There are no plans to “downsize” our home in the future as we age. We intentionally purchased a small home in the perfect neighbourhood. Even though at times it has been a tad too small for us all, it was done with an eye to the future. This has kept the operating expenses low and we won’t need to move to a smaller home later in life.

As far as investing in real estate, we would be unlikely to want to become landlords. However, a modest cottage in Muskoka, for personal use or perhaps a second property in Toronto for our child to live in, at a reduced rent perhaps with a roommate, would be something to consider.

Although the money may well be in two separate cheques, a number of weeks./months apart. Since deposits are only CDIC insured up to C$100K, depositing a lump sum of $1M+ in a single account is a little never wracking. Albeit, safer in a Canadian bank that most places, but still. There is the immediate practical concern of exactly WHAT do you do in the immediate moment after receiving the cheque? 

And once that initial hurdle is crossed, then what….


----------



## james4beach (Nov 15, 2012)

Welcome to the forum. I can help answer your first question. You are correct that CDIC only insures up to 100K of deposits (per issuer name). In the following I am assuming we are not worried about tax efficiency of this temporary money parking. Let's say you are going to receive 2M.

Your best option is probably to convert the cash to securities in a discount brokerages. Create an account at one of the big bank discount brokerages. Only go with the big banks. Here are some sensible things you can buy with the large amounts of cash, intended for short term storage:

*1. Short term bonds govt bonds*, backed by the Government of Canada. For example through TD Direct Investing, you can buy the Government of Canada bond with coupon 1.5% maturing Sept 2017. You can buy up to 1M of this at the moment and it would cost you 1,006,844. If you leave it to maturity, on September 1 you'd be paid out 1,007,500. Although it yields very little, this is safe storage of cash that is fully backed by the government. Note however if you sell before maturity you will lose about $3,000 due to the bid/ask spread (on 1M).

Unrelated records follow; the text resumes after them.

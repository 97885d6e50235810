//! Utilidades de validación
//!
//! Este módulo contiene los validadores personalizados que usan los DTOs
//! con `#[validate(custom = ...)]` y el extractor `ValidatedJson`.

use async_trait::async_trait;
use axum::{
    extract::{rejection::JsonRejection, FromRequest, Request},
    Json,
};
use chrono::{Datelike, NaiveDate, Utc};
use lazy_static::lazy_static;
use regex::Regex;
use rust_decimal::Decimal;
use serde::de::DeserializeOwned;
use std::borrow::Cow;
use validator::{Validate, ValidationError};

use crate::utils::errors::AppError;

/// Primer año de fabricación aceptado para un vehículo
pub const MIN_VEHICLE_YEAR: i32 = 1990;

lazy_static! {
    /// 17 caracteres, mayúsculas y dígitos, sin I, O ni Q
    pub static ref VIN_REGEX: Regex = Regex::new(r"^[A-HJ-NPR-Z0-9]{17}$").unwrap();
    pub static ref IMAGE_PATH_REGEX: Regex =
        Regex::new(r"^[a-zA-Z0-9\s_\\./\-:]+\.(jpg|jpeg|png|gif)$").unwrap();
}

fn error_with_message(code: &'static str, message: String) -> ValidationError {
    let mut error = ValidationError::new(code);
    error.message = Some(Cow::Owned(message));
    error
}

/// Validar formato de VIN
pub fn validate_vin(value: &str) -> Result<(), ValidationError> {
    if !VIN_REGEX.is_match(value) {
        let mut error = error_with_message(
            "vin",
            "Please enter a valid 17-character VIN".to_string(),
        );
        error.add_param("value".into(), &value);
        return Err(error);
    }
    Ok(())
}

/// Validar que el año esté entre 1990 y el año en curso
pub fn validate_vehicle_year(year: i32) -> Result<(), ValidationError> {
    let current_year = Utc::now().year();
    if year < MIN_VEHICLE_YEAR || year > current_year {
        let mut error = error_with_message(
            "year",
            format!("Year must be between {} and {}", MIN_VEHICLE_YEAR, current_year),
        );
        error.add_param("min".into(), &MIN_VEHICLE_YEAR);
        error.add_param("max".into(), &current_year);
        error.add_param("actual".into(), &year);
        return Err(error);
    }
    Ok(())
}

/// Validar que un valor sea positivo
pub fn validate_positive<T: PartialOrd + num_traits::Zero + serde::Serialize>(
    value: &T,
) -> Result<(), ValidationError> {
    if *value <= T::zero() {
        let mut error = error_with_message("positive", "Value must be positive".to_string());
        error.add_param("actual".into(), value);
        return Err(error);
    }
    Ok(())
}

/// Validar montos monetarios (precio, coste)
pub fn validate_amount(value: &Decimal) -> Result<(), ValidationError> {
    validate_positive(value).map_err(|mut error| {
        error.message = Some(Cow::Borrowed("Amount must be a positive value"));
        error
    })
}

/// Validar que una fecha no esté en el futuro
pub fn validate_not_future(date: &NaiveDate) -> Result<(), ValidationError> {
    let today = Utc::now().date_naive();
    if *date > today {
        let mut error = error_with_message("not_future", "Date cannot be in the future".to_string());
        error.add_param("value".into(), &date.to_string());
        return Err(error);
    }
    Ok(())
}

/// Validar la extensión de la imagen del vehículo
pub fn validate_image_path(value: &str) -> Result<(), ValidationError> {
    if !IMAGE_PATH_REGEX.is_match(value) {
        return Err(error_with_message(
            "image_path",
            "Only .jpg, .jpeg, .png and .gif images are allowed".to_string(),
        ));
    }
    Ok(())
}

/// Validar que un string no esté vacío (solo espacios cuenta como vacío)
pub fn validate_not_blank(value: &str) -> Result<(), ValidationError> {
    if value.trim().is_empty() {
        return Err(error_with_message("not_blank", "Value cannot be blank".to_string()));
    }
    Ok(())
}

/// Extractor JSON que además ejecuta las reglas de `validator`
///
/// Un body ausente o mal formado y un DTO inválido terminan ambos en un
/// `400 Bad Request` con el formato de `AppError`.
#[derive(Debug, Clone, Copy, Default)]
pub struct ValidatedJson<T>(pub T);

#[async_trait]
impl<T, S> FromRequest<S> for ValidatedJson<T>
where
    T: DeserializeOwned + Validate,
    S: Send + Sync,
{
    type Rejection = AppError;

    async fn from_request(req: Request, state: &S) -> Result<Self, Self::Rejection> {
        let Json(value) = Json::<T>::from_request(req, state)
            .await
            .map_err(|rejection: JsonRejection| AppError::BadRequest(rejection.body_text()))?;

        value.validate()?;
        Ok(ValidatedJson(value))
    }
}
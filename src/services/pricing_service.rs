//! Servicio de precios
//!
//! Cálculo del coste de reparaciones y del precio de venta derivado:
//! `precio de compra + reparaciones + margen`.

use rust_decimal::Decimal;

use crate::models::purchase::Purchase;
use crate::models::repair::Repair;
use crate::utils::errors::{AppError, AppResult};

/// Margen por defecto del concesionario
pub const DEFAULT_SALE_MARGIN: Decimal = Decimal::from_parts(500, 0, 0, false, 0);

/// Servicio de precios
#[derive(Debug, Clone, Copy)]
pub struct PricingService {
    margin: Decimal,
}

impl PricingService {
    pub fn new(margin: Decimal) -> Self {
        Self { margin }
    }

    pub fn margin(&self) -> Decimal {
        self.margin
    }

    /// Suma de los costes de reparación (0 sin reparaciones)
    pub fn total_repair_cost(&self, repairs: &[Repair]) -> Decimal {
        repairs.iter().map(|repair| repair.cost).sum()
    }

    /// Precio mínimo de venta: compra + reparaciones + margen
    pub fn minimum_sale_price(&self, purchase_price: Decimal, repairs: &[Repair]) -> Decimal {
        purchase_price + self.total_repair_cost(repairs) + self.margin
    }

    /// Precio de venta derivado; `None` si el vehículo no tiene compra
    pub fn sale_price(&self, purchase: Option<&Purchase>, repairs: &[Repair]) -> Option<Decimal> {
        purchase.map(|purchase| self.minimum_sale_price(purchase.price, repairs))
    }

    /// Verificar que un precio de venta cubre el precio mínimo
    pub fn ensure_sale_price(
        &self,
        price: Decimal,
        purchase: Option<&Purchase>,
        repairs: &[Repair],
    ) -> AppResult<()> {
        if let Some(minimum) = self.floor_shortfall(price, purchase, repairs) {
            return Err(AppError::BadRequest(format!(
                "Sale price must be at least {} (purchase price + repairs + margin)",
                minimum
            )));
        }
        Ok(())
    }

    /// Precio mínimo que `price` no alcanza, si lo hay
    pub fn floor_shortfall(
        &self,
        price: Decimal,
        purchase: Option<&Purchase>,
        repairs: &[Repair],
    ) -> Option<Decimal> {
        self.sale_price(purchase, repairs)
            .filter(|minimum| price < *minimum)
    }
}

impl Default for PricingService {
    fn default() -> Self {
        Self::new(DEFAULT_SALE_MARGIN)
    }
}

/// Título de un vehículo: "{año} - {marca} {modelo} {finition}"
pub fn vehicle_title(year: i32, brand: &str, model: &str, trim_level: Option<&str>) -> String {
    match trim_level {
        Some(trim_level) if !trim_level.trim().is_empty() => {
            format!("{} - {} {} {}", year, brand, model, trim_level)
        }
        _ => format!("{} - {} {}", year, brand, model),
    }
}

*2. XSB - the iShares short term bond fund*. This is a good place to park cash but it does fluctuate in price a bit so there is a mild risk of loss over the short term. Over a period of 1-2 years there is virtually no risk of loss. Because of the high volume and liquidity you could probably put 500K here in a day. Split over two days and you can definitely store 1M in XSB. Even on a low volume day it trades about 4M worth, so one day's purchases of 500K are only 13% of the day's volume.

*3. HISA (high interest savings account) vehicles*. See this info page from TD, but all big banks have these. These are purchased using mutual fund codes but they are CDIC insured deposits, up to 100K. Here's what's interesting though. There are multiple fund codes for the different issuers. You can buy 100K each of TDB8150, TDB8155, TDB8157, TDB8159. This will let you have 400K of CDIC insured deposits, yielding 0.75% each. And they are totally liquid -- you can remove the cash any time with no fees.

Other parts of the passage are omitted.